Either way it's a good attempt to quantify the objective merits of a work. The problem is that one person might weigh x criterion more than another person and that balance is where it gets tricky. I personally think that literary merit should be given more weight, and enjoyability should also get a bigger piece of the pie (possibly have a select group vote on the latter and take the average).


----------



## M. LeRenard (Jul 13, 2011)

*Re: Do you buy furry novels? Why not, or which ones?*



Aden said:


> Can't forget to account for writing style here. Descriptions can be brief or as long-winded and dense as Tolkien and still be effective. Chapters can also be flowing or abrupt depending on what kind of effect the author wants from the breaks.
> 
> Either way it's a good attempt to quantify the objective merits of a work. The problem is that one person might weigh x criterion more than another person and that balance is where it gets tricky. I personally think that literary merit should be given more weight, and enjoyability should also get a bigger piece of the pie (possibly have a select group vote on the latter and take the average).


 
Maybe an addendum is in order to explain that judges should always keep in mind the most important rule: is the sought purpose being achieved?

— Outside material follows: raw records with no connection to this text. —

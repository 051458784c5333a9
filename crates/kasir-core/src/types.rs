//! # Domain Types
//!
//! Core domain types used throughout Kasir POS.
//!
//! ## Type Hierarchy
//! ```text
//! ┌─────────────────────────────────────────────────────────────────────────┐
//! │                         Domain Types                                    │
//! │                                                                         │
//! │  ┌─────────────────┐   ┌─────────────────┐   ┌─────────────────┐       │
//! │  │    Product      │   │   Transaction   │   │ TransactionLine │       │
//! │  │  ─────────────  │   │  ─────────────  │   │  ─────────────  │       │
//! │  │  id (i64)       │   │  id (i64)       │   │  transaction_id │       │
//! │  │  name           │ 1 │  total_amount   │ 1 │  product_id     │       │
//! │  │  unit_price     │───│  created_at     │───│  product_name   │       │
//! │  │  stock_quantity │  *│  lines          │  *│  quantity       │       │
//! │  └─────────────────┘   └─────────────────┘   │  subtotal       │       │
//! │                                              └─────────────────┘       │
//! │  ┌─────────────────┐   ┌─────────────────┐   ┌─────────────────┐       │
//! │  │    CartLine     │   │   SalesReport   │   │    Category     │       │
//! │  │  (input only)   │   │  (computed)     │   │  (catalogue)    │       │
//! │  └─────────────────┘   └─────────────────┘   └─────────────────┘       │
//! └─────────────────────────────────────────────────────────────────────────┘
//! ```
//!
//! ## Snapshot Pattern
//! A `TransactionLine` copies the product name at the time of sale, so a
//! later rename never rewrites history.

use chrono::{DateTime, Utc};
use serde::{Deserialize, Serialize};
use ts_rs::TS;

use crate::money::Money;

/// Store-generated product identity.
pub type ProductId = i64;

/// Store-generated transaction identity.
pub type TransactionId = i64;

/// Store-generated category identity.
pub type CategoryId = i64;

// =============================================================================
// Product
// =============================================================================

/// A product available for sale.
#[derive(Debug, Clone, PartialEq, Eq, Serialize, Deserialize, TS)]
#[cfg_attr(feature = "sqlx", derive(sqlx::FromRow))]
#[ts(export)]
pub struct Product {
    /// Store-generated identifier.
    pub id: ProductId,

    /// Display name shown to cashier and on receipt.
    pub name: String,

    /// Price in the smallest currency unit.
    pub unit_price: i64,

    /// Units on hand. Only checkout and product updates change it.
    pub stock_quantity: i64,
}

impl Product {
    /// Returns the unit price as a Money type.
    #[inline]
    pub fn price(&self) -> Money {
        Money::from_units(self.unit_price)
    }
}

/// Payload for creating or fully replacing a product.
#[derive(Debug, Clone, PartialEq, Eq, Serialize, Deserialize, TS)]
#[ts(export)]
pub struct NewProduct {
    pub name: String,
    pub unit_price: i64,
    pub stock_quantity: i64,
}

// =============================================================================
// Category
// =============================================================================

/// A product category, persisted like any other entity.
#[derive(Debug, Clone, PartialEq, Eq, Serialize, Deserialize, TS)]
#[cfg_attr(feature = "sqlx", derive(sqlx::FromRow))]
#[ts(export)]
pub struct Category {
    pub id: CategoryId,
    pub name: String,
    pub description: Option<String>,
}

/// Payload for creating or replacing a category.
#[derive(Debug, Clone, PartialEq, Eq, Serialize, Deserialize, TS)]
#[ts(export)]
pub struct NewCategory {
    pub name: String,
    #[serde(default)]
    pub description: Option<String>,
}

// =============================================================================
// Checkout Input
// =============================================================================

/// One line of a checkout cart. Never persisted on its own.
#[derive(Debug, Clone, Copy, PartialEq, Eq, Serialize, Deserialize, TS)]
#[ts(export)]
pub struct CartLine {
    pub product_id: ProductId,
    pub quantity: i64,
}

impl CartLine {
    /// Creates a cart line.
    pub fn new(product_id: ProductId, quantity: i64) -> Self {
        CartLine {
            product_id,
            quantity,
        }
    }
}

/// What the Product Ledger returns for one product id.
#[derive(Debug, Clone, PartialEq, Eq)]
#[cfg_attr(feature = "sqlx", derive(sqlx::FromRow))]
pub struct PriceAndStock {
    pub name: String,
    pub unit_price: i64,
    pub stock_quantity: i64,
}

impl PriceAndStock {
    /// Returns the unit price as a Money type.
    #[inline]
    pub fn price(&self) -> Money {
        Money::from_units(self.unit_price)
    }
}

// =============================================================================
// Transaction
// =============================================================================

/// A line item of a transaction.
/// Uses the snapshot pattern to freeze the product name at time of sale.
#[derive(Debug, Clone, PartialEq, Eq, Serialize, Deserialize, TS)]
#[cfg_attr(feature = "sqlx", derive(sqlx::FromRow))]
#[ts(export)]
pub struct TransactionLine {
    /// Owning transaction. Zero until the header has been inserted.
    pub transaction_id: TransactionId,
    pub product_id: ProductId,
    /// Product name at time of sale (frozen).
    pub product_name: String,
    pub quantity: i64,
    /// unit_price × quantity at time of sale.
    pub subtotal: i64,
}

impl TransactionLine {
    /// Returns the subtotal as Money.
    #[inline]
    pub fn subtotal(&self) -> Money {
        Money::from_units(self.subtotal)
    }
}

/// A completed checkout: one header plus its lines in cart order.
#[derive(Debug, Clone, PartialEq, Eq, Serialize, Deserialize, TS)]
#[ts(export)]
pub struct Transaction {
    pub id: TransactionId,
    /// Sum of the lines' subtotals.
    pub total_amount: i64,
    #[ts(as = "String")]
    pub created_at: DateTime<Utc>,
    #[serde(rename = "details")]
    pub lines: Vec<TransactionLine>,
}

impl Transaction {
    /// Returns the total as Money.
    #[inline]
    pub fn total(&self) -> Money {
        Money::from_units(self.total_amount)
    }
}

/// A transaction header as stored, without its lines.
#[derive(Debug, Clone, PartialEq, Eq)]
#[cfg_attr(feature = "sqlx", derive(sqlx::FromRow))]
pub struct TransactionHeader {
    pub id: TransactionId,
    pub total_amount: i64,
    pub created_at: DateTime<Utc>,
}

impl TransactionHeader {
    /// Attaches lines to produce the full transaction.
    pub fn with_lines(self, lines: Vec<TransactionLine>) -> Transaction {
        Transaction {
            id: self.id,
            total_amount: self.total_amount,
            created_at: self.created_at,
            lines,
        }
    }
}

// =============================================================================
// Sales Report
// =============================================================================

/// Inclusive instant range a report aggregates over.
#[derive(Debug, Clone, Copy, PartialEq, Eq)]
pub struct ReportRange {
    pub start: DateTime<Utc>,
    pub end: DateTime<Utc>,
}

impl ReportRange {
    /// Creates a range from already-normalized instants.
    pub fn new(start: DateTime<Utc>, end: DateTime<Utc>) -> Self {
        ReportRange { start, end }
    }

    /// Returns true if `at` falls within the range, both ends included.
    pub fn contains(&self, at: DateTime<Utc>) -> bool {
        self.start <= at && at <= self.end
    }
}

/// The product with the highest summed quantity in a report range.
#[derive(Debug, Clone, PartialEq, Eq, Serialize, Deserialize, TS)]
#[cfg_attr(feature = "sqlx", derive(sqlx::FromRow))]
#[ts(export)]
pub struct BestSeller {
    pub name: String,
    pub quantity_sold: i64,
}

impl BestSeller {
    /// Placeholder reported when nothing sold in the range.
    pub fn none() -> Self {
        BestSeller {
            name: "-".to_string(),
            quantity_sold: 0,
        }
    }
}

/// Aggregated sales over a date range. Computed on demand.
#[derive(Debug, Clone, PartialEq, Eq, Serialize, Deserialize, TS)]
#[ts(export)]
pub struct SalesReport {
    pub total_revenue: i64,
    pub total_transaction_count: i64,
    pub best_seller: BestSeller,
}

impl SalesReport {
    /// The report for a range with no transactions.
    pub fn empty() -> Self {
        SalesReport {
            total_revenue: 0,
            total_transaction_count: 0,
            best_seller: BestSeller::none(),
        }
    }
}

/// Raw aggregates for one report, read from a single view of the store.
#[derive(Debug, Clone, PartialEq, Eq)]
pub struct ReportTotals {
    pub revenue: Money,
    pub transaction_count: i64,
    pub top_product: Option<BestSeller>,
}

// =============================================================================
// Unit Tests
// =============================================================================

I think the weighting of it is going to be the most contentious issue.  The way I see it, presentation and professionalism is an incredibly important aspect of how well-received a work should be.  After all, if you can't read a story, how can you tell whether or not the author actually has any clue what he's doing?  You can easily misinterpret things if the language is unclear, and so that will error bar will propagate to the rest of your scores.  So you reduce the relative error by weighting everything else less.
But obviously other people aren't going to see it that way.  So that's why I'm putting it up for discussion.

Thanks for your input.


----------



## Kamatz (Jul 13, 2011)

*Re: Do you buy furry novels? Why not, or which ones?*

Maybe you could make the rubric adjustable so that a grader can pick the weight they think is appropriate for each section? Like maybe a section could be worth 20 +- 5% chosen by the individual grader. The grader would have to make sure that the weights they choose add up to 100% at the end. I think it'd be nice to give it that little bit of flexibility.

Also, I think it would be wise to somehow curve the grades so that the average story gets a 50%. This gives room for above average stuff to really shine, and hopefully combats grade inflation. I also suggest that you give the rubric a title. Hopefully if it is successful enough it will be adopted as a standard in some sense. It would be nice to be able to refer to it by a short, catchy name.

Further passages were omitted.